On November 14, the National Assembly of Vietnam considered amending the Land Law. To institutionalise the objective of Resolution 18-NQ/TW on continuing to remodel, strengthen institutions and policies, and enhance the efficacy and efficiency of land management and use, the new aspect of this revision is the elimination of the land price band and the transition to determining the price based on the current market rate.
Currently, the Land Law 2013 has a favourable adjustment to the regulation on land value, with particular emphasis on the regulation on specific land prices. Despite the encouraging indicators that the Land Law has brought to the subject of land value, there are still several issues and impediments.
According to Minister of Natural Resources and Environment Tran Hong Ha, land valuation may be accomplished by gathering data on land prices and using mathematical methods, statistical calculations, and other techniques to identify the outstanding land, the standard property plot, and the number of land parcels. This will address the present deficiencies.
|Discussion session for the 15th National Assembly's 4th session. Photo: VNA
According to Minister Ha, the market will be stabilised and the financial contributions of land users will be established if the issue of land value can be resolved. Valuing property at its asymptotic market price will help prevent loss, speculation, and price inflation.

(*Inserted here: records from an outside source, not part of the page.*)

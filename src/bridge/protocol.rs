//! Bridge wire frames.
//!
//! The bridge speaks ActionCable-style JSON text frames. Control frames
//! carry a `type` (`welcome`, `ping`, `confirm_subscription`,
//! `reject_subscription`, `disconnect`, `error`). Event frames carry
//! `"type": "event"`, an `event` name and the payload under `message`.

use anyhow::{Context, Result};
use serde::{Deserialize, Serialize};

use crate::constants;
use crate::server::DeliveryCoordinates;

/// A classified inbound text frame.
#[derive(Debug, Clone, PartialEq)]
pub(crate) enum InboundFrame {
    Welcome,
    Ping,
    Confirmed,
    Rejected { reason: Option<String> },
    Disconnect { reason: Option<String>, reconnect: bool },
    Error { message: String },
    BusinessEvent(serde_json::Value),
    /// Any other frame, kept verbatim.
    Management(String),
}

#[derive(Debug, Deserialize)]
struct RawFrame {
    #[serde(rename = "type", default)]
    kind: Option<String>,
    #[serde(default)]
    event: Option<String>,
    #[serde(default)]
    message: Option<serde_json::Value>,
    #[serde(default)]
    reason: Option<String>,
    #[serde(default)]
    reconnect: Option<bool>,
}

/// Subscription identifier sent with the `subscribe` command.
#[derive(Debug, Serialize)]
struct SubscriptionIdentifier<'a> {
    channel: &'static str,
    queue_name: &'a str,
    exchange_name: &'a str,
    routing_key: &'a str,
    host_name: &'a str,
    #[serde(skip_serializing_if = "Option::is_none")]
    port: Option<u16>,
    use_ssl: bool,
}

/// Parses and classifies one text frame.
///
/// Fails only when the frame is not a JSON object.
pub(crate) fn parse_frame(text: &str) -> Result<InboundFrame> {
    let raw: RawFrame = serde_json::from_str(text)
        .with_context(|| format!("malformed bridge frame: {}", truncate(text, 100)))?;

    let frame = match raw.kind.as_deref() {
        Some("welcome") => InboundFrame::Welcome,
        Some("ping") => InboundFrame::Ping,
        Some("confirm_subscription") => InboundFrame::Confirmed,
        Some("reject_subscription") => InboundFrame::Rejected {
            reason: raw.message.map(message_text),
        },
        Some("disconnect") => InboundFrame::Disconnect {
            reason: raw.reason,
            reconnect: raw.reconnect.unwrap_or(true),
        },
        Some("error") => InboundFrame::Error {
            message: raw.message.map(message_text).unwrap_or_default(),
        },
        Some("event") if raw.event.as_deref() == Some(constants::BUSINESS_EVENT) => {
            InboundFrame::BusinessEvent(raw.message.unwrap_or(serde_json::Value::Null))
        }
        _ => InboundFrame::Management(text.to_string()),
    };
    Ok(frame)
}

/// Builds the `subscribe` command for the given coordinates.
///
/// The identifier is itself a JSON string, as ActionCable expects.
pub(crate) fn subscribe_command(coordinates: &DeliveryCoordinates) -> Result<String> {
    let identifier = serde_json::to_string(&SubscriptionIdentifier {
        channel: constants::BRIDGE_CHANNEL,
        queue_name: &coordinates.queue_name,
        exchange_name: &coordinates.exchange_name,
        routing_key: &coordinates.binding_key,
        host_name: &coordinates.host_name,
        port: coordinates.port,
        use_ssl: coordinates.use_ssl,
    })
    .context("failed to encode subscription identifier")?;

    Ok(serde_json::json!({
        "command": "subscribe",
        "identifier": identifier,
    })
    .to_string())
}

fn message_text(value: serde_json::Value) -> String {
    match value {
        serde_json::Value::String(s) => s,
        other => other.to_string(),
    }
}

fn truncate(text: &str, max: usize) -> &str {
    match text.char_indices().nth(max) {
        Some((idx, _)) => &text[..idx],
        None => text,
    }
}

#[cfg(test)]
mod tests {
    use super::*;

    fn coordinates() -> DeliveryCoordinates {
        DeliveryCoordinates {
            queue_name: "q.7".to_string(),
            exchange_name: "events".to_string(),
            binding_key: "door.#".to_string(),
            host_name: "broker.local".to_string(),
            port: Some(5671),
            use_ssl: true,
        }
    }

    #[test]
    fn test_parse_control_frames() {
        assert_eq!(parse_frame(r#"{"type":"welcome"}"#).unwrap(), InboundFrame::Welcome);
        assert_eq!(
            parse_frame(r#"{"type":"ping","message":1700000000}"#).unwrap(),
            InboundFrame::Ping
        );
        assert_eq!(
            parse_frame(r#"{"type":"confirm_subscription","identifier":"x"}"#).unwrap(),
            InboundFrame::Confirmed
        );
    }

    #[test]
    fn test_parse_business_event() {
        let frame = parse_frame(
            r#"{"type":"event","event":"business_event","message":{"door":"Front","action":"open"}}"#,
        )
        .unwrap();
        assert_eq!(
            frame,
            InboundFrame::BusinessEvent(serde_json::json!({"door": "Front", "action": "open"}))
        );
    }

    #[test]
    fn test_other_event_names_are_management() {
        let text = r#"{"type":"event","event":"queue_stats","message":{"depth":3}}"#;
        assert_eq!(
            parse_frame(text).unwrap(),
            InboundFrame::Management(text.to_string())
        );
    }

    #[test]
    fn test_unknown_type_is_management() {
        let text = r#"{"type":"heartbeat_ack"}"#;
        assert_eq!(
            parse_frame(text).unwrap(),
            InboundFrame::Management(text.to_string())
        );
        let untyped = r#"{"hello":"world"}"#;
        assert_eq!(
            parse_frame(untyped).unwrap(),
            InboundFrame::Management(untyped.to_string())
        );
    }

    #[test]
    fn test_rejection_keeps_structured_reason_as_text() {
        let frame =
            parse_frame(r#"{"type":"reject_subscription","message":{"ErrorCode":"E2"}}"#).unwrap();
        assert_eq!(
            frame,
            InboundFrame::Rejected {
                reason: Some(r#"{"ErrorCode":"E2"}"#.to_string())
            }
        );
    }

    #[test]
    fn test_disconnect_defaults_to_reconnect() {
        assert_eq!(
            parse_frame(r#"{"type":"disconnect","reason":"server_restart"}"#).unwrap(),
            InboundFrame::Disconnect {
                reason: Some("server_restart".to_string()),
                reconnect: true
            }
        );
        assert_eq!(
            parse_frame(r#"{"type":"disconnect","reconnect":false}"#).unwrap(),
            InboundFrame::Disconnect {
                reason: None,
                reconnect: false
            }
        );
    }

    #[test]
    fn test_error_frame_message() {
        assert_eq!(
            parse_frame(r#"{"type":"error","message":"{\"Message\":\"quota exceeded\"}"}"#)
                .unwrap(),
            InboundFrame::Error {
                message: r#"{"Message":"quota exceeded"}"#.to_string()
            }
        );
    }

    #[test]
    fn test_non_object_frames_fail() {
        assert!(parse_frame("not json").is_err());
        assert!(parse_frame("[1,2]").is_err());
    }

    #[test]
    fn test_subscribe_command_format() {
        let command: serde_json::Value =
            serde_json::from_str(&subscribe_command(&coordinates()).unwrap()).unwrap();
        assert_eq!(command["command"], "subscribe");
        assert!(command["identifier"].is_string());

        let identifier: serde_json::Value =
            serde_json::from_str(command["identifier"].as_str().unwrap()).unwrap();
        assert_eq!(identifier["channel"], "EventSubscriptionChannel");
        assert_eq!(identifier["queue_name"], "q.7");
        assert_eq!(identifier["routing_key"], "door.#");
        assert_eq!(identifier["port"], 5671);
        assert_eq!(identifier["use_ssl"], true);
    }

    #[test]
    fn test_truncate_respects_char_boundaries() {
        assert_eq!(truncate("ééé", 2), "éé");
        assert_eq!(truncate("ab", 5), "ab");
    }
}
//! Shared fixtures for integration tests: a recording event handler, a
//! scripted local bridge and canned service responses.

#![allow(dead_code, reason = "each test binary uses a different subset")]

use std::collections::HashMap;
use std::sync::{Arc, Mutex};
use std::time::Duration;

use accessfeed::handler::resolve_fault_message;
use accessfeed::{EventFields, EventHandler, Subscription};
use futures_util::{SinkExt, StreamExt};
use tokio::net::TcpListener;
use tokio::sync::mpsc;
use tokio_tungstenite::tungstenite::handshake::server::{ErrorResponse, Request, Response};
use tokio_tungstenite::tungstenite::Message;

pub const WAIT: Duration = Duration::from_secs(5);

/// One handler callback as seen by the test.
#[derive(Debug, Clone, PartialEq)]
pub enum Observed {
    Received(EventFields),
    Lost,
    Established,
    Error(String),
    Management(String),
}

/// Forwards every bridge callback to a channel the test reads from.
/// `subscription_ready` calls are kept aside as `(id, listening)`.
pub struct Recorder {
    tx: mpsc::UnboundedSender<Observed>,
    ready: Mutex<Vec<(i64, bool)>>,
}

impl Recorder {
    pub fn new() -> (Arc<Self>, mpsc::UnboundedReceiver<Observed>) {
        let (tx, rx) = mpsc::unbounded_channel();
        let recorder = Self {
            tx,
            ready: Mutex::new(Vec::new()),
        };
        (Arc::new(recorder), rx)
    }

    pub fn ready(&self) -> Vec<(i64, bool)> {
        self.ready.lock().unwrap().clone()
    }
}

impl EventHandler for Recorder {
    fn received(&self, fields: &EventFields) {
        let _ = self.tx.send(Observed::Received(fields.clone()));
    }
    fn connection_lost(&self) {
        let _ = self.tx.send(Observed::Lost);
    }
    fn connection_established(&self) {
        let _ = self.tx.send(Observed::Established);
    }
    fn exception_raised(&self, cause: &anyhow::Error) {
        let _ = self.tx.send(Observed::Error(resolve_fault_message(cause)));
    }
    fn management_event(&self, message: &str) {
        let _ = self.tx.send(Observed::Management(message.to_string()));
    }
    fn subscription_ready(&self, subscription: &Subscription, listening: bool) {
        self.ready.lock().unwrap().push((subscription.id, listening));
    }
}

/// Next callback, failing the test if none arrives in time.
pub async fn next_observed(rx: &mut mpsc::UnboundedReceiver<Observed>) -> Observed {
    tokio::time::timeout(WAIT, rx.recv())
        .await
        .expect("timed out waiting for handler callback")
        .expect("handler channel closed")
}

/// What the bridge saw from one client connection.
#[derive(Debug)]
pub struct Handshake {
    pub headers: HashMap<String, String>,
    pub subscribe: serde_json::Value,
}

/// Local bridge that greets each client, records its subscribe command,
/// then plays `frames` and idles until the client leaves.
pub struct ScriptedBridge {
    pub endpoint: String,
    pub handshakes: mpsc::UnboundedReceiver<Handshake>,
}

impl ScriptedBridge {
    pub async fn start(frames: Vec<String>) -> Self {
        let listener = TcpListener::bind("127.0.0.1:0").await.unwrap();
        let addr = listener.local_addr().unwrap();
        let (tx, rx) = mpsc::unbounded_channel();

        tokio::spawn(async move {
            while let Ok((stream, _)) = listener.accept().await {
                tokio::spawn(serve(stream, frames.clone(), tx.clone()));
            }
        });

        Self {
            endpoint: format!("http://{addr}/bridge"),
            handshakes: rx,
        }
    }

    pub async fn next_handshake(&mut self) -> Handshake {
        tokio::time::timeout(WAIT, self.handshakes.recv())
            .await
            .expect("timed out waiting for bridge client")
            .expect("bridge closed")
    }
}

async fn serve(
    stream: tokio::net::TcpStream,
    frames: Vec<String>,
    tx: mpsc::UnboundedSender<Handshake>,
) {
    let mut headers = HashMap::new();
    let callback = |request: &Request, response: Response| -> Result<Response, ErrorResponse> {
        for (name, value) in request.headers() {
            if let Ok(value) = value.to_str() {
                headers.insert(name.as_str().to_string(), value.to_string());
            }
        }
        Ok(response)
    };
    let Ok(mut ws) = tokio_tungstenite::accept_hdr_async(stream, callback).await else {
        return;
    };

    if ws
        .send(Message::Text(r#"{"type":"welcome"}"#.to_string()))
        .await
        .is_err()
    {
        return;
    }

    let subscribe = loop {
        match ws.next().await {
            Some(Ok(Message::Text(text))) => break serde_json::from_str(&text).unwrap(),
            Some(Ok(_)) => continue,
            _ => return,
        }
    };
    let _ = tx.send(Handshake { headers, subscribe });

    for frame in frames {
        if ws.send(Message::Text(frame)).await.is_err() {
            return;
        }
    }

    while let Some(Ok(message)) = ws.next().await {
        if message.is_close() {
            break;
        }
    }
}

pub fn confirm_frame() -> String {
    r#"{"type":"confirm_subscription","identifier":"{}"}"#.to_string()
}

pub fn business_event_frame(payload: serde_json::Value) -> String {
    serde_json::json!({
        "type": "event",
        "event": "business_event",
        "message": payload,
    })
    .to_string()
}

/// A provisioned subscription as the service returns it.
pub fn subscription_json(id: i64, disabled: bool) -> serde_json::Value {
    serde_json::json!({
        "id": id,
        "user_id": "operator",
        "description": "",
        "filter": "",
        "is_durable": false,
        "is_disabled": disabled,
        "queue_name": format!("q.{id}"),
        "exchange_name": "access.events",
        "routing_key": "door.#",
        "host_name": "broker.local",
        "port": 5672,
        "use_ssl": false,
        "created_at": "2026-10-16T08:00:00Z"
    })
}
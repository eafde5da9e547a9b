//! Isolated delivery of bridge callbacks to the event handler.
//!
//! Every callback runs under `catch_unwind` while holding the bridge state
//! read lock. A handler panic becomes an `exception_raised` call and never
//! reaches the connection task. Holding the read lock means
//! [`NotificationBridge::stop_receiving`](super::NotificationBridge::stop_receiving)
//! waits for an in-flight callback, and nothing is delivered once the state
//! is `Closed`.

use std::any::Any;
use std::panic::{catch_unwind, AssertUnwindSafe};
use std::sync::Arc;

use super::{BridgeState, SharedState};
use crate::handler::EventHandler;

#[derive(Clone)]
pub(crate) struct Dispatcher {
    handler: Arc<dyn EventHandler>,
    shared: Arc<SharedState>,
}

impl std::fmt::Debug for Dispatcher {
    fn fmt(&self, f: &mut std::fmt::Formatter<'_>) -> std::fmt::Result {
        f.debug_struct("Dispatcher").finish_non_exhaustive()
    }
}

impl Dispatcher {
    pub(crate) fn new(handler: Arc<dyn EventHandler>, shared: Arc<SharedState>) -> Self {
        Self { handler, shared }
    }

    pub(crate) fn established(&self) {
        self.deliver("connection_established", |h| h.connection_established());
    }

    pub(crate) fn lost(&self) {
        self.deliver("connection_lost", |h| h.connection_lost());
    }

    pub(crate) fn management(&self, message: &str) {
        self.deliver("management_event", |h| h.management_event(message));
    }

    /// Forwards a business event payload; it must be a JSON object.
    pub(crate) fn business_event(&self, payload: serde_json::Value) {
        match payload {
            serde_json::Value::Object(fields) => {
                self.deliver("received", |h| h.received(&fields));
            }
            other => self.error(anyhow::anyhow!(
                "business event payload is not an object: {}",
                other
            )),
        }
    }

    pub(crate) fn error(&self, cause: anyhow::Error) {
        log::debug!("[Bridge] Reporting error: {:#}", cause);
        let state = self.shared.read();
        if *state == BridgeState::Closed {
            return;
        }
        self.report(&cause);
    }

    fn deliver<F>(&self, callback: &'static str, f: F)
    where
        F: FnOnce(&dyn EventHandler),
    {
        let state = self.shared.read();
        if *state == BridgeState::Closed {
            log::trace!("[Bridge] Dropping {} after close", callback);
            return;
        }

        let handler = self.handler.as_ref();
        if let Err(panic) = catch_unwind(AssertUnwindSafe(|| f(handler))) {
            let cause = anyhow::anyhow!(
                "event handler panicked in {}: {}",
                callback,
                panic_message(panic.as_ref())
            );
            log::error!("[Bridge] {}", cause);
            self.report(&cause);
        }
    }

    /// Caller holds the state read lock.
    fn report(&self, cause: &anyhow::Error) {
        let handler = self.handler.as_ref();
        if let Err(panic) = catch_unwind(AssertUnwindSafe(|| handler.exception_raised(cause))) {
            log::error!(
                "[Bridge] Event handler panicked in exception_raised: {} (while reporting: {:#})",
                panic_message(panic.as_ref()),
                cause
            );
        }
    }
}

fn panic_message(panic: &(dyn Any + Send)) -> String {
    if let Some(s) = panic.downcast_ref::<&str>() {
        (*s).to_string()
    } else if let Some(s) = panic.downcast_ref::<String>() {
        s.clone()
    } else {
        "unknown panic".to_string()
    }
}
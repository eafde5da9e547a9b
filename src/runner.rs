//! Subscription lifecycle orchestration.
//!
//! One run is one session: authenticate, provision the subscription, listen
//! on the bridge until the stop token is cancelled, log out. Log out is
//! attempted whenever a session was established, even after a failure or an
//! early stop. In-flight service calls are allowed to finish; the token is
//! checked between steps.

// Rust guideline compliant 2026-02

use std::sync::Arc;

use anyhow::{Context, Result};
use tokio_util::sync::CancellationToken;

use crate::bridge::{BridgeConfig, NotificationBridge};
use crate::cli::Mode;
use crate::config::Config;
use crate::handler::EventHandler;
use crate::server::{
    DeliveryCoordinates, ProxyError, ServiceProxy, Subscription, SubscriptionSpec,
};

/// What a completed run did.
#[derive(Debug, Clone)]
pub struct RunOutcome {
    /// Subscription as last returned by the service.
    pub subscription: Subscription,
    /// Whether the notification bridge was opened.
    pub listened: bool,
}

/// Runs the full lifecycle against the configured service.
///
/// Cancelling `stop` before provisioning ends the run after log out.
/// Cancelling it later closes the bridge.
///
/// # Errors
///
/// Returns the first failure of authentication or provisioning, or a stop
/// that arrived before provisioning. A failed log out is returned only when
/// everything before it succeeded.
pub async fn run(
    config: &Config,
    mode: Mode,
    handler: Arc<dyn EventHandler>,
    stop: CancellationToken,
) -> Result<RunOutcome> {
    let mut proxy = ServiceProxy::from_config(config).context("failed to create service proxy")?;
    run_with_proxy(&mut proxy, config, mode, handler, stop).await
}

/// Same as [`run`] with a caller-supplied proxy.
///
/// # Errors
///
/// See [`run`].
pub async fn run_with_proxy(
    proxy: &mut ServiceProxy,
    config: &Config,
    mode: Mode,
    handler: Arc<dyn EventHandler>,
    stop: CancellationToken,
) -> Result<RunOutcome> {
    proxy
        .authenticate(&config.username, &config.password, &config.directory_id)
        .await
        .context("authentication failed")?;

    let result = if stop.is_cancelled() {
        log::info!("Stop requested before provisioning");
        Err(anyhow::anyhow!("stopped before the subscription was provisioned"))
    } else {
        provision_and_listen(proxy, config, mode, handler, &stop).await
    };
    let logged_out = proxy.log_out().await;

    match (result, logged_out) {
        (Ok(outcome), Ok(())) => Ok(outcome),
        (Ok(_), Err(e)) => Err(anyhow::Error::new(e).context("log out failed")),
        (Err(e), Ok(())) => Err(e),
        (Err(e), Err(logout_err)) => {
            log::warn!("Log out after failed run also failed: {}", logout_err);
            Err(e)
        }
    }
}

async fn provision_and_listen(
    proxy: &ServiceProxy,
    config: &Config,
    mode: Mode,
    handler: Arc<dyn EventHandler>,
    stop: &CancellationToken,
) -> Result<RunOutcome> {
    let defaults = &config.subscription;
    let subscription = match mode {
        Mode::Add => {
            let spec = SubscriptionSpec::new(
                defaults.description.clone(),
                defaults.filter.clone(),
                defaults.is_durable,
            );
            proxy
                .add_subscription(&spec)
                .await
                .context("failed to add subscription")?
        }
        Mode::Modify { id } => {
            let spec = SubscriptionSpec {
                id,
                ..SubscriptionSpec::new(
                    defaults.description.clone(),
                    defaults.filter.clone(),
                    defaults.is_durable,
                )
            };
            proxy
                .modify_subscription(&spec)
                .await
                .with_context(|| format!("failed to modify subscription {id}"))?
        }
        Mode::Disable { id } => proxy
            .disable_subscription(&SubscriptionSpec::existing(id))
            .await
            .with_context(|| format!("failed to disable subscription {id}"))?,
    };

    let coordinates = listen_target(mode, &subscription, stop);
    handler.subscription_ready(&subscription, coordinates.is_some());

    let Some(coordinates) = coordinates else {
        return Ok(RunOutcome {
            subscription,
            listened: false,
        });
    };

    let token = proxy.session_token().ok_or(ProxyError::NotAuthenticated)?;
    let mut bridge = NotificationBridge::new(
        BridgeConfig::from_parts(config, token, coordinates),
        handler,
    );

    bridge.start_receiving();
    stop.cancelled().await;

    bridge.stop_receiving();
    bridge.wait_closed().await;

    Ok(RunOutcome {
        subscription,
        listened: true,
    })
}

/// Where to listen for `subscription`, or `None` when this run should not.
fn listen_target(
    mode: Mode,
    subscription: &Subscription,
    stop: &CancellationToken,
) -> Option<DeliveryCoordinates> {
    if !mode.listens() {
        log::info!("Subscription {} disabled, not listening", subscription.id);
        return None;
    }
    let Some(coordinates) = subscription.delivery_coordinates() else {
        log::warn!(
            "Subscription {} has no delivery coordinates, not listening",
            subscription.id
        );
        return None;
    };
    if stop.is_cancelled() {
        log::info!("Stop requested, not listening on subscription {}", subscription.id);
        return None;
    }
    Some(coordinates)
}
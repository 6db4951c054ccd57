// Copyright (C) 2026  Caprica Software Limited
//
// This program is free software: you can redistribute it and/or modify
// it under the terms of the GNU General Public License as published by
// the Free Software Foundation, either version 3 of the License, or
// (at your option) any later version.
//
// This program is distributed in the hope that it will be useful,
// but WITHOUT ANY WARRANTY; without even the implied warranty of
// MERCHANTABILITY or FITNESS FOR A PARTICULAR PURPOSE.  See the
// GNU General Public License for more details.
//
// You should have received a copy of the GNU General Public License
// along with this program.  If not, see <https://www.gnu.org/licenses/>.

//! Filter bar: search input, type selector and letter buttons.
//!
//! The bar never changes filter state itself. Key presses are turned into
//! [`Intent`]s for the view controller, and the displayed values are read
//! back from the active [`FilterState`] on every draw.

mod event;
mod render;

use tui_input::Input;

use crate::controller::Intent;

/// What the filter bar made of a key press.
#[derive(Debug, Clone, Eq, PartialEq)]
pub(crate) enum FilterBarEvent {
    Ignored,
    Consumed,
    Intent(Intent),
}

#[derive(Default)]
pub(crate) struct FilterBar {
    pub(crate) input: Input,
    editing: bool,
}

impl FilterBar {
    pub(crate) fn new() -> Self {
        Self::default()
    }

    pub(crate) fn editing(&self) -> bool {
        self.editing
    }

    /// Shows the active search text, unless the user is typing.
    pub(crate) fn sync_search(&mut self, search: Option<&str>) {
        if !self.editing {
            self.input = Input::new(search.unwrap_or_default().to_owned());
        }
    }
}
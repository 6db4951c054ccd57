// Copyright (C) 2026  Caprica Software Limited
//
// This program is free software: you can redistribute it and/or modify
// it under the terms of the GNU General Public License as published by
// the Free Software Foundation, either version 3 of the License, or
// (at your option) any later version.
//
// This program is distributed in the hope that it will be useful,
// but WITHOUT ANY WARRANTY; without even the implied warranty of
// MERCHANTABILITY or FITNESS FOR A PARTICULAR PURPOSE.  See the
// GNU General Public License for more details.
//
// You should have received a copy of the GNU General Public License
// along with this program.  If not, see <https://www.gnu.org/licenses/>.

//! Visual styling and color configuration for the TUI.

use ratatui::style::{Color, Modifier, Style};

#[derive(Clone, Copy)]
pub(crate) struct Theme {
    pub(crate) accent_colour: Color,
    pub(crate) border_colour: Color,
    pub(crate) muted_colour: Color,
    pub(crate) error_colour: Color,
    pub(crate) bar_bg: Color,

    pub(crate) table_portrait_fg: Color,
    pub(crate) table_name_fg: Color,
    pub(crate) table_album_count_fg: Color,
    pub(crate) table_highlight_bg: Color,
}

impl Default for Theme {
    // Returns the standard application theme.
    fn default() -> Self {
        Self::default_theme()
    }
}

impl Theme {
    // Constructs the default theme.
    pub(crate) const fn default_theme() -> Self {
        Self {
            accent_colour: Color::Rgb(250, 189, 47),
            border_colour: Color::Rgb(102, 102, 102),
            muted_colour: Color::Rgb(162, 161, 166),
            error_colour: Color::Rgb(235, 87, 87),
            bar_bg: Color::Rgb(50, 30, 60),

            table_portrait_fg: Color::Rgb(179, 157, 219),
            table_name_fg: Color::Rgb(255, 255, 255),
            table_album_count_fg: Color::Rgb(162, 161, 166),
            table_highlight_bg: Color::Blue,
        }
    }

    /// Style for a toggle-like control, filled when active.
    pub(crate) fn toggle(&self, active: bool) -> Style {
        if active {
            Style::default()
                .fg(Color::Black)
                .bg(self.accent_colour)
                .add_modifier(Modifier::BOLD)
        } else {
            Style::default().fg(self.muted_colour)
        }
    }
}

The elimination of the land price bracket and the establishment of market pricing are seen as significant advancements around land management and usage, resulting in a fundamental shift in economic concerns pertaining to land policy and law. However, several National Assembly deputies argued that it is impossible to fix pricing based on the market.
National Assembly deputy Phan Thai Binh (Quang Nam province) said that the value of land in the central province soared in 2017 and 2018 before plummeting owing to the impact of the pandemic. "How do we evaluate the price?" questioned Binh.
In reality, the land price on the market this year may be high, but it will decrease in the next year before rising again the year after. Binh said that next year's valuations will not approach the market if they are greater than this year's.
|According to Article 129 of the proposed amended Land Law, the land valuation must adhere to the following principles: valuation based on the purpose of land use; valuation based on the land use term; consistency with the current land price in the market under normal conditions; strict compliance with the regulations, methods, order, and procedures for land valuation in accordance with the provisions of law; and ensuring the independence of professional expertise, fairness, and consistency. The proposed legislation delegates to the government the responsibility of specifying land pricing criteria and methodologies, the process of reviewing and regulating the compilation of land price lists, and particular land valuation.
Binh stated that the draft should be more explicit on land value to balance the connection between the people, the government, and the business community. According to him, particular circumstances and criteria are required to achieve market-based pricing.
In the sphere of land management and usage, the elimination of the land price bracket and the establishment of market pricing are regarded as significant developments. In his report on the verification of the revisions to the Land Law, Vu Hong Thanh, Chairman of the National Assembly Economic Committee, advised that the government define more precisely "the market value of land use rights under normal circumstances."
Thanh also requested that the government establish land valuation methodologies and particular application instances to promote openness and transparency.
It is feasible to "use a variety of approaches for estimating and assessing land values," he added, but "the choice with the best results must be selected to avoid exceeding the budget."
According to a large number of domestic economists, abolishing the land price bracket may lead land prices to rise as compensation for site clearing increases, investment expenses rise, and poor people struggle to have access to land, particularly in determining the market value. These are concerns that must be properly addressed to create policies that are suitable, transparent, and practicable.
There are still a variety of issues with the setting of land values in several areas. Typically, a succession of land pricing and land price determination infractions occurs. In 2019, Ho Chi Minh City People's Committee made numerous mistakes in implementing the Thu Thiem New Urban Area project, authorising that the average cost of one square metre of residential and commercial land is more than $1,000 and has decreased by approximately 50 per cent compared to the land prices proposed by the local authorities previously.
In addition, when the city signed a build-transfer contract with investors to develop four main highways without a certificate of valuation, Ho Chi Minh City People's Committee did not approve the value of land use rights. This is not in conformity with the regulations of the 2012 Price Law and the 2013 Land Law, resulting in a substantial loss since the land usage fee was reduced by about $157 million compared to the value previously evaluated and authorised by Ho Chi Minh City People's Committee.
According to the 2013 Land Law, there are five main ways for estimating land prices: the direct comparison method, the extraction method, the income method, the residual method, and the land price adjustment coefficient method.